The single-center, single-blind randomized controlled trial evaluated patients from 54 primary care practices in southern England. The patients in the study had to have consulted their general practitioner with symptoms of dizziness over the last 2 years and still be experiencing dizziness made worse by head movements. Additionally, participants were required to have access to the internet and be at least 50 years of age or older.
A total of 296 patients were randomized to either standard care or an intervention group that utilized an automated internet-based program that teaches vestibular rehabilitation exercises and offers suggestions for cognitive behavioral management strategies.
Promising Results for Dizziness Patients
The Vertigo Symptom Scale-Short Form (VSS-SF) was used to measure the reported symptoms of dizziness at the onset of study (baseline), again at 3 months, and then at 6 months.

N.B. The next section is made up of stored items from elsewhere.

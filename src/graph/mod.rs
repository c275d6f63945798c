//! The symbol graph (C1): an arena-indexed, labelled multigraph over
//! symbol nodes, with O(1) id lookup and typed/directional neighbor
//! queries.
//!
//! Grounded in the arena + dense-index design of the teacher's
//! `holyhashmap`-based graph module: nodes live in a `HolyHashMap` keyed
//! by symbol id (giving O(1) `id -> NodeIndex` lookup), and traversal
//! uses the same `NodeIndex`/`IndexSet` machinery. Edges are a plain
//! arena (`Vec<Edge>`) rather than a `HolyHashMap<(NodeIndex, NodeIndex), E>`,
//! since the symbol graph is a true multigraph: several typed edges may
//! connect the same pair of nodes, which a map keyed by the node pair
//! alone cannot represent.

pub mod index;
pub mod load;

use std::collections::HashMap;

use holyhashmap::HolyHashMap;
use serde::{Deserialize, Serialize};
use serde_json::Value as Json;

pub use self::index::{IndexSet, NodeIndex};

/// Which side of an edge to look from.
#[derive(Debug, Copy, Clone, Eq, PartialEq, Hash)]
pub enum Direction {
    /// Edges where this node is the source (`-->`).
    Outgoing,
    /// Edges where this node is the target (`<--`).
    Incoming,
}

/// Where in the original source a symbol was declared. Optional since
/// not every symbol (e.g. synthesized ones) carries a location.
#[derive(Debug, Clone, PartialEq, Serialize, Deserialize)]
pub struct Location {
    pub file: String,
    pub line: u64,
}

/// A node in the symbol graph.
#[derive(Debug, Clone)]
pub struct SymbolNode {
    pub id: String,
    pub name: String,
    pub kind: String,
    pub location: Option<Location>,
    /// Free-form attributes beyond `name`/`kind`/`location`, as retained
    /// from the input JSON. Attribute absence (no key) is distinguished
    /// from an explicit `null`, which matters for `!=` semantics.
    pub attrs: HashMap<String, Json>,
}

/// A directed, typed edge. Multiple edges of different types (and even
/// of the same type) may exist between the same ordered pair of nodes.
#[derive(Debug, Clone)]
pub struct Edge {
    pub source: NodeIndex,
    pub target: NodeIndex,
    pub edge_type: String,
}

#[derive(Debug, Clone, Default)]
struct Adjacency {
    outgoing: Vec<usize>,
    incoming: Vec<usize>,
}

/// The symbol graph itself.
#[derive(Debug, Clone)]
pub struct SymbolGraph {
    nodes: HolyHashMap<String, (SymbolNode, Adjacency)>,
    edges: Vec<Edge>,
}

impl Default for SymbolGraph {
    fn default() -> Self {
        SymbolGraph {
            nodes: HolyHashMap::new(),
            edges: Vec::new(),
        }
    }
}

impl SymbolGraph {
    pub fn new() -> Self {
        Self::default()
    }

    pub fn with_capacity(nodes: usize, edges: usize) -> Self {
        SymbolGraph {
            nodes: HolyHashMap::with_capacity(nodes),
            edges: Vec::with_capacity(edges),
        }
    }

    pub fn node_count(&self) -> usize {
        self.nodes.len()
    }

    pub fn edge_count(&self) -> usize {
        self.edges.len()
    }

    /// Inserts a node, returning its dense index. Nodes are expected to
    /// be loaded before any edge referencing them, as in `load::from_json`.
    pub fn add_node(&mut self, node: SymbolNode) -> NodeIndex {
        let id = node.id.clone();
        let (index, _old) = self.nodes.insert_full(id, (node, Adjacency::default()));
        index.into()
    }

    /// Looks up a node by id in O(1).
    pub fn index_of(&self, id: &str) -> Option<NodeIndex> {
        self.nodes.to_index(&id.to_string()).map(NodeIndex::from)
    }

    pub fn node(&self, index: NodeIndex) -> Option<&SymbolNode> {
        self.nodes.from_index(index.into()).map(|(_, (n, _))| n)
    }

    pub fn node_by_id(&self, id: &str) -> Option<&SymbolNode> {
        self.index_of(id).and_then(|i| self.node(i))
    }

    /// Iterates all node indices, in insertion order.
    pub fn node_indices(&self) -> impl Iterator<Item = NodeIndex> + '_ {
        self.nodes.indices().map(NodeIndex::from)
    }

    pub fn nodes(&self) -> impl Iterator<Item = &SymbolNode> {
        self.nodes
            .indices()
            .map(move |i| &self.nodes.from_index(i).unwrap().1 .0)
    }

    /// Adds an edge between two existing node indices. Silently does
    /// nothing useful with dangling endpoints beyond what the arena
    /// itself guards against -- the graph-inconsistency failure bucket
    /// is handled at load time (`load::from_json`), not here.
    pub fn add_edge(&mut self, source: NodeIndex, target: NodeIndex, edge_type: impl Into<String>) {
        let index = self.edges.len();
        self.edges.push(Edge {
            source,
            target,
            edge_type: edge_type.into(),
        });

        if let Some((_, adj)) = self.nodes.from_index_mut(source.into()) {
            adj.outgoing.push(index);
        }
        if let Some((_, adj)) = self.nodes.from_index_mut(target.into()) {
            adj.incoming.push(index);
        }
    }

    /// Returns the neighbor node indices of `node` in `direction`,
    /// optionally filtered to a single edge type. This is the primitive
    /// both `parent`/`child` (single hop, `CONTAINS`) and `superclass`
    /// (transitive, `INHERITS_FROM`/`CONFORMS_TO`) traversal build on.
    pub fn neighbors<'a>(
        &'a self,
        node: NodeIndex,
        edge_type: Option<&'a str>,
        direction: Direction,
    ) -> impl Iterator<Item = NodeIndex> + 'a {
        let adj = self.nodes.from_index(node.into()).map(|(_, a)| a);
        let edges = &self.edges;

        let indices: &[usize] = match (adj, direction) {
            (Some(a), Direction::Outgoing) => &a.outgoing,
            (Some(a), Direction::Incoming) => &a.incoming,
            (None, _) => &[],
        };

        indices.iter().filter_map(move |&i| {
            let edge = &edges[i];
            if let Some(ty) = edge_type {
                if edge.edge_type != ty {
                    return None;
                }
            }
            Some(match direction {
                Direction::Outgoing => edge.target,
                Direction::Incoming => edge.source,
            })
        })
    }

    /// `true` if any edge of type `edge_type` (or any type, if `None`)
    /// exists out of (or into) `node` in `direction`.
    pub fn has_edge(&self, node: NodeIndex, edge_type: Option<&str>, direction: Direction) -> bool {
        self.neighbors(node, edge_type, direction).next().is_some()
    }
}

#[cfg(test)]
mod tests {
    use super::*;

    fn node(id: &str) -> SymbolNode {
        SymbolNode {
            id: id.to_string(),
            name: id.to_string(),
            kind: "class".to_string(),
            location: None,
            attrs: HashMap::new(),
        }
    }

    #[test]
    fn lookup_is_dense_and_reversible() {
        let mut g = SymbolGraph::new();
        let a = g.add_node(node("a"));
        let b = g.add_node(node("b"));

        assert_eq!(g.index_of("a"), Some(a));
        assert_eq!(g.index_of("b"), Some(b));
        assert_eq!(g.node(a).unwrap().id, "a");
        assert_eq!(g.node_count(), 2);
    }

    #[test]
    fn multigraph_allows_parallel_typed_edges() {
        let mut g = SymbolGraph::new();
        let a = g.add_node(node("a"));
        let b = g.add_node(node("b"));

        g.add_edge(a, b, "CONTAINS");
        g.add_edge(a, b, "INHERITS_FROM");

        assert_eq!(g.edge_count(), 2);

        let all: Vec<_> = g.neighbors(a, None, Direction::Outgoing).collect();
        assert_eq!(all, vec![b, b]);

        let contains: Vec<_> = g
            .neighbors(a, Some("CONTAINS"), Direction::Outgoing)
            .collect();
        assert_eq!(contains, vec![b]);
    }

    #[test]
    fn dangling_edge_endpoint_yields_empty_neighbors() {
        let mut g = SymbolGraph::new();
        let a = g.add_node(node("a"));
        let ghost: NodeIndex = 999usize.into();

        g.add_edge(a, ghost, "CONTAINS");

        // `a`'s outgoing edge points at an index that was never inserted
        // into `nodes`, but iterating from `a` is still well-defined.
        let out: Vec<_> = g.neighbors(a, None, Direction::Outgoing).collect();
        assert_eq!(out, vec![ghost]);

        // Asking the dangling index itself for neighbors is empty, not a
        // panic -- this is the "tolerated silently" inconsistency bucket.
        let out: Vec<_> = g.neighbors(ghost, None, Direction::Outgoing).collect();
        assert!(out.is_empty());
    }
}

The intervention group showed statistically significant improvements in dizziness symptoms compared with the usual care group. Further, the internet-based vestibular rehabilitation group also had significantly lower dizziness-related disability at 3 and 6 months
According to the authors of the study, the trial had demonstrated that online vestibular rehabilitation can be effective in reducing dizziness symptoms and dizziness-related disability in primary care patients. Offering an online based intervention to adults with dizziness could “provide a promising means of greatly increasing the provision of evidence-based self-management strategies for older adults in primary care”.
Reference:
Geraghty AWA, Essery R, Kirby S, et al. Internet-based vestibular rehabilitation for older adults with chronic dizziness: a randomized controlled trial in primary care. Ann Fam Med. 2017; 15 (3): 209-216.